** Stored data entries **
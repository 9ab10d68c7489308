pub mod client;
pub mod models;

pub use client::EphemerisClient;
pub use models::BodyState;

use std::collections::HashMap;

use crate::utils::ChartError;

/// The external ephemeris contract
///
/// The service behind this trait owns all astronomical computation; this
/// crate only consumes longitudes, speeds and cusps. Implemented by the
/// HTTP client in production and by fixtures in tests.
#[allow(async_fn_in_trait)]
pub trait Ephemeris {
    /// Body name -> state at the given Julian day
    async fn positions(&self, julian_day: f64) -> Result<HashMap<String, BodyState>, ChartError>;

    /// Twelve raw house cusp longitudes for the given moment and place.
    /// `system` is an opaque house-system code (e.g. "P" for Placidus).
    async fn cusps(
        &self,
        julian_day: f64,
        latitude: f64,
        longitude: f64,
        system: &str,
    ) -> Result<Vec<f64>, ChartError>;
}
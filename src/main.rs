use tracing::{error, info};
use tracing_subscriber::EnvFilter;

mod api;
mod commands;
mod config;
mod models;
mod services;
mod utils;

use api::ephemeris::EphemerisClient;
use config::ChartConfig;

#[tokio::main]
async fn main() {
    dotenv::dotenv().ok();

    // Initialize tracing
    tracing_subscriber::fmt()
        .with_env_filter(
            EnvFilter::from_default_env()
                .add_directive("natalchart=info".parse().unwrap()),
        )
        .with_target(true)
        .init();

    info!("Starting natal chart generator...");

    let config = ChartConfig::from_env();
    let client = match std::env::var("EPHEMERIS_URL") {
        Ok(url) => {
            info!("Using ephemeris service at {}", url);
            EphemerisClient::with_base_url(url)
        }
        Err(_) => EphemerisClient::new(),
    };

    let args: Vec<String> = std::env::args().skip(1).collect();
    if let Err(e) = commands::handle_command(&args, &client, &config).await {
        error!("{}", e);
        // Structured error on stdout for callers consuming JSON
        println!("{}", serde_json::json!({ "error": e.to_string() }));
        std::process::exit(1);
    }
}
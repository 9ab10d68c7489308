//! Body position retrieval and validation

use tracing::debug;

use crate::api::ephemeris::Ephemeris;
use crate::models::CelestialBody;
use crate::utils::ChartError;

/// Canonical body order; also the deterministic iteration order used by
/// aspect detection and layout downstream.
pub const BODY_ORDER: [&str; 10] = [
    "Sun", "Moon", "Mercury", "Venus", "Mars", "Jupiter", "Saturn", "Uranus", "Neptune", "Pluto",
];

/// Fetch body positions and convert them into validated records
///
/// Known bodies come first in canonical order; anything extra the service
/// reports (nodes, asteroids) follows sorted by name so the overall order
/// stays deterministic. Non-finite values fail the whole request.
pub async fn fetch_positions<E: Ephemeris>(
    ephemeris: &E,
    julian_day: f64,
) -> Result<Vec<CelestialBody>, ChartError> {
    let raw = ephemeris.positions(julian_day).await?;

    let mut bodies = Vec::with_capacity(raw.len());
    for name in BODY_ORDER {
        if let Some(state) = raw.get(name) {
            if !state.longitude.is_finite() || !state.speed.is_finite() {
                return Err(ChartError::Calculation(format!(
                    "Non-finite position data for {}",
                    name
                )));
            }
            bodies.push(CelestialBody::new(name, state.longitude, state.speed));
        }
    }

    let mut extras: Vec<&String> = raw
        .keys()
        .filter(|k| !BODY_ORDER.contains(&k.as_str()))
        .collect();
    extras.sort();
    for name in extras {
        let state = &raw[name];
        if !state.longitude.is_finite() || !state.speed.is_finite() {
            return Err(ChartError::Calculation(format!(
                "Non-finite position data for {}",
                name
            )));
        }
        bodies.push(CelestialBody::new(name.as_str(), state.longitude, state.speed));
    }

    if bodies.is_empty() {
        return Err(ChartError::Calculation(
            "Ephemeris returned no body positions".to_string(),
        ));
    }

    debug!("Fetched {} body positions for jd {}", bodies.len(), julian_day);
    Ok(bodies)
}
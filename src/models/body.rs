//! Celestial body positions

use crate::utils::normalize_degrees;

/// A celestial body's position at the chart moment
///
/// Created once per request from ephemeris data, immutable afterwards.
#[derive(Debug, Clone)]
pub struct CelestialBody {
    pub name: String,
    /// Ecliptic longitude in `[0, 360)`
    pub longitude: f64,
    /// Angular speed in degrees per day; negative while retrograde
    pub speed: f64,
    pub retrograde: bool,
}

impl CelestialBody {
    pub fn new(name: impl Into<String>, longitude: f64, speed: f64) -> Self {
        Self {
            name: name.into(),
            longitude: normalize_degrees(longitude),
            speed,
            retrograde: speed < 0.0,
        }
    }
}

#[cfg(test)]
mod tests {
    use super::*;

    #[test]
    fn test_retrograde_from_speed() {
        assert!(CelestialBody::new("Mercury", 10.0, -1.2).retrograde);
        assert!(!CelestialBody::new("Sun", 10.0, 0.98).retrograde);
    }

    #[test]
    fn test_longitude_normalized() {
        let body = CelestialBody::new("Moon", 372.5, 13.1);
        assert!((body.longitude - 12.5).abs() < 1e-9);
    }
}
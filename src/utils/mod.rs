pub mod angle;
pub mod errors;

pub use angle::{circular_diff, circular_midpoint, normalize_degrees};
pub use errors::ChartError;
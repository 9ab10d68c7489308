//! Request surface models

use chrono::{DateTime, Utc};
use serde::{Deserialize, Serialize};

/// Incoming chart request
///
/// Every field is optional at the edge so validation can report exactly
/// which required fields are missing instead of failing deserialization.
#[derive(Debug, Clone, Default, Serialize, Deserialize)]
pub struct ChartRequest {
    pub year: Option<i32>,
    pub month: Option<u32>,
    pub day: Option<u32>,
    pub hour: Option<u32>,
    pub minute: Option<u32>,
    /// Defaults to 0 when absent
    pub second: Option<u32>,
    /// Hours east of UTC; defaults to +8 when absent
    pub utc_offset: Option<f64>,
    pub latitude: Option<f64>,
    pub longitude: Option<f64>,
    /// House system code passed through to the ephemeris service, default "P"
    pub house_system: Option<String>,
}

/// Per-body summary included in the response
#[derive(Debug, Clone, Serialize, Deserialize)]
pub struct BodySummary {
    pub name: String,
    pub longitude: f64,
    pub house: u8,
    pub retrograde: bool,
}

/// Successful chart generation response
#[derive(Debug, Clone, Serialize, Deserialize)]
pub struct ChartResponse {
    pub message: String,
    pub chart_path: String,
    pub latitude: f64,
    pub longitude: f64,
    pub bodies: Vec<BodySummary>,
    pub generated_at: DateTime<Utc>,
}
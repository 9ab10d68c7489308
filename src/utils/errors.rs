use thiserror::Error;

/// Errors raised while generating a chart
///
/// Each request fails as a whole: there are no partial charts and no retry
/// semantics at this layer. Layout problems never surface here; the layout
/// engine degrades softly instead (see `layout_service`).
#[derive(Debug, Error)]
pub enum ChartError {
    /// Missing or malformed request fields; the pipeline never runs
    #[error("Invalid request: {0}")]
    Validation(String),
    /// Ephemeris failure or degenerate data (bad cusps, non-finite values)
    #[error("Calculation error: {0}")]
    Calculation(String),
    /// Plotting backend failure
    #[error("Render error: {0}")]
    Render(String),
    /// File lifecycle failure (output directory, image write)
    #[error("I/O error: {0}")]
    Io(#[from] std::io::Error),
    /// Response serialization failure
    #[error("Encoding error: {0}")]
    Encoding(#[from] serde_json::Error),
}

** PROBLEM TO WORK ON **
The response must be an exact reproduction of all the entries.

** COMPLETED EXERCISE **
repository 9ab10d68c7489308
pub mod client;
pub mod models;

pub use client::EphemerisClient;
pub use models::BodyState;

use std::collections::HashMap;

use crate::utils::ChartError;

/// The external ephemeris contract
///
/// The service behind this trait owns all astronomical computation; this
/// crate only consumes longitudes, speeds and cusps. Implemented by the
/// HTTP client in production and by fixtures in tests.
#[allow(async_fn_in_trait)]
pub trait Ephemeris {
    /// Body name -> state at the given Julian day
    async fn positions(&self, julian_day: f64) -> Result<HashMap<String, BodyState>, ChartError>;

    /// Twelve raw house cusp longitudes for the given moment and place.
    /// `system` is an opaque house-system code (e.g. "P" for Placidus).
    async fn cusps(
        &self,
        julian_day: f64,
        latitude: f64,
        longitude: f64,
        system: &str,
    ) -> Result<Vec<f64>, ChartError>;
}
filename src/main.rs
use tracing::{error, info};
use tracing_subscriber::EnvFilter;

mod api;
mod commands;
mod config;
mod models;
mod services;
mod utils;

use api::ephemeris::EphemerisClient;
use config::ChartConfig;

#[tokio::main]
async fn main() {
    dotenv::dotenv().ok();

    // Initialize tracing
    tracing_subscriber::fmt()
        .with_env_filter(
            EnvFilter::from_default_env()
                .add_directive("natalchart=info".parse().unwrap()),
        )
        .with_target(true)
        .init();

    info!("Starting natal chart generator...");

    let config = ChartConfig::from_env();
    let client = match std::env::var("EPHEMERIS_URL") {
        Ok(url) => {
            info!("Using ephemeris service at {}", url);
            EphemerisClient::with_base_url(url)
        }
        Err(_) => EphemerisClient::new(),
    };

    let args: Vec<String> = std::env::args().skip(1).collect();
    if let Err(e) = commands::handle_command(&args, &client, &config).await {
        error!("{}", e);
        // Structured error on stdout for callers consuming JSON
        println!("{}", serde_json::json!({ "error": e.to_string() }));
        std::process::exit(1);
    }
}
repository 9ab10d68c7489308
//! Body position retrieval and validation

use tracing::debug;

use crate::api::ephemeris::Ephemeris;
use crate::models::CelestialBody;
use crate::utils::ChartError;

/// Canonical body order; also the deterministic iteration order used by
/// aspect detection and layout downstream.
pub const BODY_ORDER: [&str; 10] = [
    "Sun", "Moon", "Mercury", "Venus", "Mars", "Jupiter", "Saturn", "Uranus", "Neptune", "Pluto",
];

/// Fetch body positions and convert them into validated records
///
/// Known bodies come first in canonical order; anything extra the service
/// reports (nodes, asteroids) follows sorted by name so the overall order
/// stays deterministic. Non-finite values fail the whole request.
pub async fn fetch_positions<E: Ephemeris>(
    ephemeris: &E,
    julian_day: f64,
) -> Result<Vec<CelestialBody>, ChartError> {
    let raw = ephemeris.positions(julian_day).await?;

    let mut bodies = Vec::with_capacity(raw.len());
    for name in BODY_ORDER {
        if let Some(state) = raw.get(name) {
            if !state.longitude.is_finite() || !state.speed.is_finite() {
                return Err(ChartError::Calculation(format!(
                    "Non-finite position data for {}",
                    name
                )));
            }
            bodies.push(CelestialBody::new(name, state.longitude, state.speed));
        }
    }

    let mut extras: Vec<&String> = raw
        .keys()
        .filter(|k| !BODY_ORDER.contains(&k.as_str()))
        .collect();
    extras.sort();
    for name in extras {
        let state = &raw[name];
        if !state.longitude.is_finite() || !state.speed.is_finite() {
            return Err(ChartError::Calculation(format!(
                "Non-finite position data for {}",
                name
            )));
        }
        bodies.push(CelestialBody::new(name.as_str(), state.longitude, state.speed));
    }

    if bodies.is_empty() {
        return Err(ChartError::Calculation(
            "Ephemeris returned no body positions".to_string(),
        ));
    }

    debug!("Fetched {} body positions for jd {}", bodies.len(), julian_day);
    Ok(bodies)
}
filename src/models/body.rs
//! Celestial body positions

use crate::utils::normalize_degrees;

/// A celestial body's position at the chart moment
///
/// Created once per request from ephemeris data, immutable afterwards.
#[derive(Debug, Clone)]
pub struct CelestialBody {
    pub name: String,
    /// Ecliptic longitude in `[0, 360)`
    pub longitude: f64,
    /// Angular speed in degrees per day; negative while retrograde
    pub speed: f64,
    pub retrograde: bool,
}

impl CelestialBody {
    pub fn new(name: impl Into<String>, longitude: f64, speed: f64) -> Self {
        Self {
            name: name.into(),
            longitude: normalize_degrees(longitude),
            speed,
            retrograde: speed < 0.0,
        }
    }
}

#[cfg(test)]
mod tests {
    use super::*;

    #[test]
    fn test_retrograde_from_speed() {
        assert!(CelestialBody::new("Mercury", 10.0, -1.2).retrograde);
        assert!(!CelestialBody::new("Sun", 10.0, 0.98).retrograde);
    }

    #[test]
    fn test_longitude_normalized() {
        let body = CelestialBody::new("Moon", 372.5, 13.1);
        assert!((body.longitude - 12.5).abs() < 1e-9);
    }
}
filename src/utils/mod.rs
pub mod angle;
pub mod errors;

pub use angle::{circular_diff, circular_midpoint, normalize_degrees};
pub use errors::ChartError;
repository 9ab10d68c7489308
//! Request surface models

use chrono::{DateTime, Utc};
use serde::{Deserialize, Serialize};

/// Incoming chart request
///
/// Every field is optional at the edge so validation can report exactly
/// which required fields are missing instead of failing deserialization.
#[derive(Debug, Clone, Default, Serialize, Deserialize)]
pub struct ChartRequest {
    pub year: Option<i32>,
    pub month: Option<u32>,
    pub day: Option<u32>,
    pub hour: Option<u32>,
    pub minute: Option<u32>,
    /// Defaults to 0 when absent
    pub second: Option<u32>,
    /// Hours east of UTC; defaults to +8 when absent
    pub utc_offset: Option<f64>,
    pub latitude: Option<f64>,
    pub longitude: Option<f64>,
    /// House system code passed through to the ephemeris service, default "P"
    pub house_system: Option<String>,
}

/// Per-body summary included in the response
#[derive(Debug, Clone, Serialize, Deserialize)]
pub struct BodySummary {
    pub name: String,
    pub longitude: f64,
    pub house: u8,
    pub retrograde: bool,
}

/// Successful chart generation response
#[derive(Debug, Clone, Serialize, Deserialize)]
pub struct ChartResponse {
    pub message: String,
    pub chart_path: String,
    pub latitude: f64,
    pub longitude: f64,
    pub bodies: Vec<BodySummary>,
    pub generated_at: DateTime<Utc>,
}
repository 9ab10d68c7489308
filename src/utils/errors.rs
use thiserror::Error;

/// Errors raised while generating a chart
///
/// Each request fails as a whole: there are no partial charts and no retry
/// semantics at this layer. Layout problems never surface here; the layout
/// engine degrades softly instead (see `layout_service`).
#[derive(Debug, Error)]
pub enum ChartError {
    /// Missing or malformed request fields; the pipeline never runs
    #[error("Invalid request: {0}")]
    Validation(String),
    /// Ephemeris failure or degenerate data (bad cusps, non-finite values)
    #[error("Calculation error: {0}")]
    Calculation(String),
    /// Plotting backend failure
    #[error("Render error: {0}")]
    Render(String),
    /// File lifecycle failure (output directory, image write)
    #[error("I/O error: {0}")]
    Io(#[from] std::io::Error),
    /// Response serialization failure
    #[error("Encoding error: {0}")]
    Encoding(#[from] serde_json::Error),
}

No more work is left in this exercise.